Sheet Pan Lemon Pepper Salmon
If you’re looking for a sheet pan meal that is filling, flavorful, and simple to make, this Sheet Pan Lemon Pepper Salmon is a great option! With tender salmon and fresh lemon flavor this makes it easy to have a healthy dinner tonight in 30 minutes.

This post may contain affiliate links which won’t change your price but will share some commission.
This sheet pan salmon recipe takes full advantage of the flavor and ease of using lemon pepper seasoning. Plus, with most sheet pan dinners, it’s easy to make and uses all simple ingredients. This may be our favorite way to serve salmon, and the fact that you can serve the whole family a delicious meal of fresh salmon on one pan makes it hard to beat!

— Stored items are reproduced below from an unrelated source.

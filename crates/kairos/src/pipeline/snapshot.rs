use crate::aspects::AspectMatcher;
use crate::bodies::BodySet;
use crate::domains::{domain_intensities, DomainIntensities};
use crate::ephemeris::BodyPositions;
use crate::natal::{NatalChart, NatalProfile};
use crate::sampling::SamplePoint;
use crate::scoring::{OrbContext, ScoredAspect, ScoringEngine};
use chrono::{DateTime, FixedOffset};
use serde::{Deserialize, Serialize};

#[derive(Debug, Clone, Copy, PartialEq, Eq, Serialize, Deserialize)]
#[serde(rename_all = "lowercase")]
pub enum SnapshotStatus {
    Ok,
    /// Positions could not be obtained; contributes nothing
    Skipped,
}

/// One sampled moment with its scored aspects
#[derive(Debug, Clone, PartialEq)]
pub struct Snapshot {
    pub index: usize,
    pub at: DateTime<FixedOffset>,
    pub label: String,
    pub positions: Option<BodyPositions>,
    /// Only aspects with a positive score
    pub aspects: Vec<ScoredAspect>,
    pub domains: DomainIntensities,
    pub status: SnapshotStatus,
    pub error: Option<String>,
}

impl Snapshot {
    pub fn skipped(index: usize, point: &SamplePoint, error: impl Into<String>) -> Self {
        Self {
            index,
            at: point.at,
            label: point.label.clone(),
            positions: None,
            aspects: Vec::new(),
            domains: DomainIntensities::new(),
            status: SnapshotStatus::Skipped,
            error: Some(error.into()),
        }
    }

    pub fn is_ok(&self) -> bool {
        self.status == SnapshotStatus::Ok
    }
}

/// Read-only state shared by every snapshot task of a run
#[derive(Debug, Clone)]
pub struct SnapshotEvaluator {
    pub matcher: AspectMatcher,
    pub engine: ScoringEngine,
    pub chart: NatalChart,
    pub profile: NatalProfile,
    pub transit_bodies: BodySet,
    pub natal_bodies: BodySet,
}

impl SnapshotEvaluator {
    /// Match, score and measure one set of transit positions
    pub fn evaluate(&self, index: usize, point: &SamplePoint, positions: BodyPositions) -> Snapshot {
        let positions = positions.restricted_to(&self.transit_bodies);
        let matches = self.matcher.transit_aspects(
            &positions,
            self.chart.positions(),
            &self.transit_bodies,
            &self.natal_bodies,
        );

        let aspects: Vec<ScoredAspect> = matches
            .iter()
            .filter_map(|instance| {
                let transit_lon = positions.get(instance.transit)?;
                let house_class = self.chart.house_class_of(transit_lon);
                let scored = self.engine.score_with_natal(
                    instance,
                    transit_lon,
                    OrbContext::Transit,
                    house_class,
                    &self.profile,
                );
                (scored.score > 0.0).then_some(scored)
            })
            .collect();

        let domains = domain_intensities(&matches, &self.matcher);

        Snapshot {
            index,
            at: point.at,
            label: point.label.clone(),
            positions: Some(positions),
            aspects,
            domains,
            status: SnapshotStatus::Ok,
            error: None,
        }
    }
}
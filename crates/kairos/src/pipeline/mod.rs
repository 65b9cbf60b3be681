//! Period orchestration: schedule, fetch positions, score, aggregate.

pub mod rank;
pub mod runner;
pub mod snapshot;
pub mod subperiods;
pub mod summary;

pub use rank::{compare_aspects, group_aspects, prevalent_bodies, rank_aspects, relevance};
pub use runner::{BodyFilter, PeriodPipeline, PipelineError, PipelineOptions};
pub use snapshot::{Snapshot, SnapshotEvaluator, SnapshotStatus};
pub use subperiods::{monthly_buckets, monthly_subperiods};
pub use summary::{
    AggregatedAspect, Occurrence, PeriodSummary, PrevalentBody, SnapshotMeta, SubPeriod,
};
use crate::aggregate::{aggregate, AggregationMethod, SnapshotWeighting};
use crate::config::ConfigBundle;
use crate::domains::combine_intensities;
use crate::natal::NatalChart;
use crate::pipeline::rank::{group_aspects, prevalent_bodies, rank_aspects};
use crate::pipeline::snapshot::Snapshot;
use crate::pipeline::summary::SubPeriod;
use crate::sampling::days_in_month;
use chrono::{Datelike, Months, NaiveDate};

/// Date ranges a monthly period is split into: days 1-10, 11-20, 21 to the
/// end of the month, and the first week of the next month.
pub fn monthly_buckets(anchor: NaiveDate) -> Vec<(&'static str, NaiveDate, NaiveDate)> {
    let first = anchor.with_day(1).unwrap_or(anchor);
    let last_day = days_in_month(first);
    let mut out = Vec::with_capacity(4);

    for (key, start, end) in [
        ("days_1_10", 1, 10),
        ("days_11_20", 11, 20),
        ("days_21_end", 21, last_day),
    ] {
        if let (Some(s), Some(e)) = (first.with_day(start), first.with_day(end)) {
            out.push((key, s, e));
        }
    }

    if let Some(next) = first.checked_add_months(Months::new(1)) {
        if let Some(end) = next.with_day(7) {
            out.push(("next_month_1_7", next, end));
        }
    }
    out
}

/// Per-bucket summaries of the successful snapshots of a monthly run
pub fn monthly_subperiods(
    anchor: NaiveDate,
    snapshots: &[Snapshot],
    bundle: &ConfigBundle,
    chart: &NatalChart,
) -> Vec<SubPeriod> {
    monthly_buckets(anchor)
        .into_iter()
        .map(|(key, start, end)| {
            let members: Vec<&Snapshot> = snapshots
                .iter()
                .filter(|s| s.is_ok())
                .filter(|s| {
                    let day = s.at.date_naive();
                    day >= start && day <= end
                })
                .collect();

            let domains: Vec<_> = members.iter().map(|s| &s.domains).collect();
            let domain_intensities = combine_intensities(&domains, |values| {
                aggregate(values, AggregationMethod::Mean, SnapshotWeighting::Uniform, 0.0)
            });

            let aspects = rank_aspects(
                group_aspects(
                    members.iter().copied(),
                    bundle.weights.relevance,
                    &bundle.weights.aggregation,
                ),
                bundle.filters.max_aspects,
            );
            let prevalent = prevalent_bodies(
                members.iter().copied(),
                chart,
                bundle.filters.max_prevalent_bodies,
            );

            SubPeriod {
                key: key.to_string(),
                start,
                end,
                snapshot_count: members.len(),
                domain_intensities,
                aspects,
                prevalent_bodies: prevalent,
            }
        })
        .collect()
}
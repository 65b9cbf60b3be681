use crate::aggregate::Aggregation;
use crate::aspects::AspectType;
use crate::bodies::Body;
use crate::config::RelevanceMode;
use crate::natal::NatalChart;
use crate::pipeline::snapshot::Snapshot;
use crate::pipeline::summary::{AggregatedAspect, Occurrence, PrevalentBody};
use chrono::{DateTime, FixedOffset};
use std::cmp::Ordering;
use std::collections::BTreeMap;

const PEAK_WEIGHT: f64 = 0.7;
const MEAN_WEIGHT: f64 = 0.3;
const REPEAT_BONUS: f64 = 0.15;
const MAX_REPEATS: usize = 3;

/// Relevance of one grouped aspect from its ordered occurrences
pub fn relevance(occurrences: &[Occurrence], mode: RelevanceMode, aggregation: &Aggregation) -> f64 {
    if occurrences.is_empty() {
        return 0.0;
    }
    let scores: Vec<f64> = occurrences.iter().map(|o| o.score).collect();
    match mode {
        RelevanceMode::Aggregate => aggregation.apply(&scores),
        RelevanceMode::PeakBlend => {
            let peak = scores.iter().copied().fold(f64::NEG_INFINITY, f64::max);
            let mean = scores.iter().sum::<f64>() / scores.len() as f64;
            let min_orb = occurrences
                .iter()
                .map(|o| o.orb)
                .fold(f64::INFINITY, f64::min);
            let repeats = (occurrences.len() - 1).min(MAX_REPEATS) as f64;
            (PEAK_WEIGHT * peak + MEAN_WEIGHT * mean)
                * (1.0 / (1.0 + min_orb))
                * (1.0 + REPEAT_BONUS * repeats)
        }
    }
}

/// Group the scored aspects of successful snapshots by (transit, natal, type).
///
/// Snapshots must be ordered by time; occurrences keep that order.
pub fn group_aspects<'a, I>(
    snapshots: I,
    mode: RelevanceMode,
    aggregation: &Aggregation,
) -> Vec<AggregatedAspect>
where
    I: IntoIterator<Item = &'a Snapshot>,
{
    let mut groups: BTreeMap<(Body, Body, AspectType), Vec<Occurrence>> = BTreeMap::new();
    for snapshot in snapshots.into_iter().filter(|s| s.is_ok()) {
        for aspect in &snapshot.aspects {
            groups.entry(aspect.key()).or_default().push(Occurrence {
                at: snapshot.at,
                orb: aspect.orb,
                score: aspect.score,
            });
        }
    }

    groups
        .into_iter()
        .filter_map(|((transit, natal, aspect_type), occurrences)| {
            let first = occurrences.first()?.at;
            let count = occurrences.len();
            let min_orb = occurrences.iter().map(|o| o.orb).fold(f64::INFINITY, f64::min);
            let mean_orb = occurrences.iter().map(|o| o.orb).sum::<f64>() / count as f64;
            Some(AggregatedAspect {
                transit,
                natal,
                aspect_type,
                relevance_score: relevance(&occurrences, mode, aggregation),
                occurrence_count: count,
                min_orb,
                mean_orb,
                first_occurrence: first,
                occurrences,
            })
        })
        .collect()
}

/// Relevance desc, then aspect priority, tighter orb, transit body, natal body
pub fn compare_aspects(a: &AggregatedAspect, b: &AggregatedAspect) -> Ordering {
    b.relevance_score
        .total_cmp(&a.relevance_score)
        .then(a.aspect_type.cmp(&b.aspect_type))
        .then(a.min_orb.total_cmp(&b.min_orb))
        .then(a.transit.cmp(&b.transit))
        .then(a.natal.cmp(&b.natal))
}

pub fn rank_aspects(mut aspects: Vec<AggregatedAspect>, limit: usize) -> Vec<AggregatedAspect> {
    aspects.sort_by(compare_aspects);
    aspects.truncate(limit);
    aspects
}

struct BodyTally {
    score: f64,
    max_natal_factor: f64,
    first: DateTime<FixedOffset>,
    first_longitude: f64,
}

/// Transit bodies ranked by the sum of their aspect scores
pub fn prevalent_bodies<'a, I>(snapshots: I, chart: &NatalChart, limit: usize) -> Vec<PrevalentBody>
where
    I: IntoIterator<Item = &'a Snapshot>,
{
    let mut tallies: BTreeMap<Body, BodyTally> = BTreeMap::new();
    for snapshot in snapshots.into_iter().filter(|s| s.is_ok()) {
        for aspect in snapshot.aspects.iter().filter(|a| a.score > 0.0) {
            let tally = tallies.entry(aspect.transit).or_insert(BodyTally {
                score: 0.0,
                max_natal_factor: aspect.natal_factor,
                first: snapshot.at,
                first_longitude: aspect.transit_longitude,
            });
            tally.score += aspect.score;
            tally.max_natal_factor = tally.max_natal_factor.max(aspect.natal_factor);
        }
    }

    let mut bodies: Vec<PrevalentBody> = tallies
        .into_iter()
        .map(|(body, tally)| PrevalentBody {
            body,
            score: tally.score,
            max_natal_factor: tally.max_natal_factor,
            first_significant: tally.first,
            natal_house: chart.house_of(tally.first_longitude),
        })
        .collect();
    bodies.sort_by(|a, b| b.score.total_cmp(&a.score).then(a.body.cmp(&b.body)));
    bodies.truncate(limit);
    bodies
}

Our lemon pepper salmon recipe has so much flavor and has the entire meal on one sheet pan. Not only is this convenient, but it lets all the flavors meld together to make one foolproof recipe! Making easy weeknight meals are the best, and this Sheet Pan Lemon Pepper Salmon is the best way to do it!
The lemon slices on top of the salmon are key to getting the juicy salmon that’s on the same par as what you’d find at a fancy restaurant. Fresh lemon juice from the lemon wedges and slices infuse its flavor while this bakes. It enhances everything on the pan from the moist salmon to the green beans, if you love delicious lemon pepper salmon, this is for you.
Why You’ll Love this Recipe:
Easy One-Pan Meal: Everything cooks together on a single sheet pan—less prep, less cleanup.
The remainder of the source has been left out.